In Wake of Dobbs Decision, Abortion Politics Heats Up in Harrisburg
Activists on both sides of the abortion issue are fighting in Harrisburg over the legal future of the controversial procedure, and they’re both leveling accusations of “extremism” to make their case.
Supporters of legal abortion point to a proposed amendment to the state constitution from abortion opponents, “providing that there is no right to abortion or funding for an abortion.” The resolution, condemned as “extreme” by its opponents, passed the GOP-controlled legislature last week.
In order for it to take effect, it must pass again in the next legislative session, and then voters must approve it in a referendum, possibly in 2023.
Gov. Tom Wolf (D) has jumped into the fray, issuing an executive order that the state would refuse to honor any warrant from another state for a person charged with a criminal violation involving reproduction. The order also protects healthcare professionals. Wolf stated in a press release he has vetoed three abortion-related bills.
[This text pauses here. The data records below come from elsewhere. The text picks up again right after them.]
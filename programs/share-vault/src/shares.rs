use anchor_lang::prelude::*;
use anchor_spl::associated_token::AssociatedToken;
use anchor_spl::token::{self, Burn, Mint, MintTo, Token, TokenAccount, Transfer};

use crate::state::*;

/// Mint shares when a user deposits the underlying token
pub fn deposit(ctx: Context<DepositUnderlying>, amount: u64) -> Result<()> {
    let share_vault = &mut ctx.accounts.share_vault;

    let shares = share_vault.shares_for_deposit(amount)?;
    require!(shares > 0, ShareVaultError::InvalidAmount);

    let cpi_accounts = Transfer {
        from: ctx.accounts.user_token_account.to_account_info(),
        to: ctx.accounts.vault.to_account_info(),
        authority: ctx.accounts.user.to_account_info(),
    };
    let cpi_ctx = CpiContext::new(ctx.accounts.token_program.to_account_info(), cpi_accounts);
    token::transfer(cpi_ctx, amount).map_err(|_| error!(ShareVaultError::TransferFailed))?;

    let seeds = &[
        SHARE_VAULT_SEED,
        share_vault.underlying_mint.as_ref(),
        &[share_vault.bump],
    ];
    let signer = &[&seeds[..]];
    let cpi_accounts = MintTo {
        mint: ctx.accounts.share_mint.to_account_info(),
        to: ctx.accounts.user_share_account.to_account_info(),
        authority: share_vault.to_account_info(),
    };
    let cpi_ctx = CpiContext::new_with_signer(ctx.accounts.token_program.to_account_info(), cpi_accounts, signer);
    token::mint_to(cpi_ctx, shares)?;

    share_vault.total_underlying = share_vault
        .total_underlying
        .checked_add(amount)
        .ok_or(ShareVaultError::MathOverflow)?;

    emit!(Minted {
        user: ctx.accounts.user.key(),
        token: share_vault.underlying_mint,
        shares,
    });
    Ok(())
}

/// Burn shares and release `amount` of the underlying token
pub fn withdraw(ctx: Context<WithdrawUnderlying>, amount: u64) -> Result<()> {
    require!(amount > 0, ShareVaultError::InvalidAmount);
    let share_vault = &mut ctx.accounts.share_vault;

    let shares = share_vault.shares_for_withdrawal(amount)?;
    require!(
        ctx.accounts.user_share_account.amount >= shares,
        ShareVaultError::InsufficientShares
    );

    let cpi_accounts = Burn {
        mint: ctx.accounts.share_mint.to_account_info(),
        from: ctx.accounts.user_share_account.to_account_info(),
        authority: ctx.accounts.user.to_account_info(),
    };
    let cpi_ctx = CpiContext::new(ctx.accounts.token_program.to_account_info(), cpi_accounts);
    token::burn(cpi_ctx, shares)?;

    let seeds = &[
        SHARE_VAULT_SEED,
        share_vault.underlying_mint.as_ref(),
        &[share_vault.bump],
    ];
    let signer = &[&seeds[..]];
    let cpi_accounts = Transfer {
        from: ctx.accounts.vault.to_account_info(),
        to: ctx.accounts.user_token_account.to_account_info(),
        authority: share_vault.to_account_info(),
    };
    let cpi_ctx = CpiContext::new_with_signer(ctx.accounts.token_program.to_account_info(), cpi_accounts, signer);
    token::transfer(cpi_ctx, amount).map_err(|_| error!(ShareVaultError::TransferFailed))?;

    // Rate changes can release more than was tracked; the token balance is authoritative.
    share_vault.total_underlying = share_vault.total_underlying.saturating_sub(amount);

    emit!(Burned {
        user: ctx.accounts.user.key(),
        token: share_vault.underlying_mint,
        shares,
    });
    Ok(())
}

#[derive(Accounts)]
pub struct DepositUnderlying<'info> {
    #[account(mut)]
    pub user: Signer<'info>,

    #[account(
        mut,
        has_one = share_mint,
        has_one = vault,
    )]
    pub share_vault: Box<Account<'info, ShareVault>>,

    #[account(
        mut,
        constraint = user_token_account.mint == share_vault.underlying_mint @ ShareVaultError::TransferFailed,
    )]
    pub user_token_account: Box<Account<'info, TokenAccount>>,

    #[account(
        mut,
        seeds = [UNDERLYING_VAULT_SEED, share_vault.key().as_ref()],
        bump = share_vault.vault_bump,
    )]
    pub vault: Box<Account<'info, TokenAccount>>,

    #[account(mut)]
    pub share_mint: Box<Account<'info, Mint>>,

    #[account(
        init_if_needed,
        payer = user,
        associated_token::mint = share_mint,
        associated_token::authority = user,
    )]
    pub user_share_account: Box<Account<'info, TokenAccount>>,

    pub token_program: Program<'info, Token>,
    pub associated_token_program: Program<'info, AssociatedToken>,
    pub system_program: Program<'info, System>,
}

#[derive(Accounts)]
pub struct WithdrawUnderlying<'info> {
    #[account(mut)]
    pub user: Signer<'info>,

    #[account(
        mut,
        has_one = share_mint,
        has_one = vault,
    )]
    pub share_vault: Box<Account<'info, ShareVault>>,

    #[account(
        mut,
        constraint = user_token_account.mint == share_vault.underlying_mint @ ShareVaultError::TransferFailed,
    )]
    pub user_token_account: Box<Account<'info, TokenAccount>>,

    #[account(
        mut,
        seeds = [UNDERLYING_VAULT_SEED, share_vault.key().as_ref()],
        bump = share_vault.vault_bump,
    )]
    pub vault: Box<Account<'info, TokenAccount>>,

    #[account(mut)]
    pub share_mint: Box<Account<'info, Mint>>,

    #[account(
        mut,
        associated_token::mint = share_mint,
        associated_token::authority = user,
    )]
    pub user_share_account: Box<Account<'info, TokenAccount>>,

    pub token_program: Program<'info, Token>,
}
Pro-life organizations called Wolf’s actions “extreme.”
“With his vetoes on these pro-life bills, Gov. Wolf brags about his support of late-term abortion, as well as his support for ripping babies apart limb by limb, aborting babies that have Down syndrome, and putting women with ectopic pregnancies at more risk,” said Dan Bartkowiak, director of communications for Pennsylvania Family Institute. “This is an appalling display of extreme pro-abortion politics that are out of touch with Pennsylvania families. Sadly, this has come to be expected from a governor that is a former volunteer for Planned Parenthood and has received significant campaign contributions from the abortion industry.”
Marlene Downing, deputy director for Pennsylvania for the Susan B. Anthony List, said, “The majority of Pennsylvanians who are pro-abortion do not want the restrictions already in place to go away.” These include the 24-week limit and preventing minors from undergoing the procedure without parental consent.
“Hopefully, the constitutional amendment will be passed,” she said. The amendment would not ban abortion in Pennsylvania, but it would help prevent current limits on abortion from being removed by a future legislature, she said.
Planned Parenthood Pennsylvania Advocates Executive Director Signe Espinoza took the opposite position. She said in a statement the legislature has “taken a significant step toward forcing their radical anti-abortion agenda into the Pennsylvania Constitution.” She complained the process was rushed and the vote taken “under the cover of darkness.”
“Anti-abortion legislators have advanced a bill that will take rights out of our constitution. The bill can pass again in January, be on the 2023 primary ballot, and lead to abortion bans by this time next summer.
“This is the most expedited timeline possible, and we know that these extremists have been planning for this since they stacked the United States Supreme Court with the sole goal of overturning Roe v Wade. This process was not transparent, and that was intentional by a far-right majority dead-set on advancing a fringe ideology,” Espinoza said.
The group plans to take “accountability actions” with legislative leaders and also unveil digital billboards, a spokeswoman said.
Downing said the Susan B. Anthony List has been going door-to-door throughout the state, passing out pro-life literature. Some 225,000 households had been reached by early July, she said. Their volunteers also speak with people about their pro-life message when someone is at home.
The literature attacks Democratic U.S. Senate candidate Lt. Gov. John Fetterman and gubernatorial candidate Attorney General Josh Shapiro as “too extreme on abortion.”
“Fetterman opposes all limits on abortion and even defends late-term abortion and taxpayer-funded abortion and denying babies who survive abortion life-saving medical care,” the brochure said.
“Shapiro is a pro-abortion activist who opposes all limits on abortion,” it continued. “Shapiro supports abortion on demand up to the moment of birth, all at taxpayer expense.”
Ironically, both the Fetterman and Shapiro campaigns are running attack ads on television against Dr. Mehmet Oz and Sen. Doug Mastriano, the Republicans running for senator and governor, that call them “extreme” for their pro-life positions.
“We are just educating people about candidates who are extreme on abortion,” said Downing, who is also on the board of the Pro-Life Union Pennsylvania. “Our goal is to talk to Pennsylvanians.” Most residents are “not against abortion or for abortion. They like restrictions on it, that middle ground…We’re talking to all the voters we can.”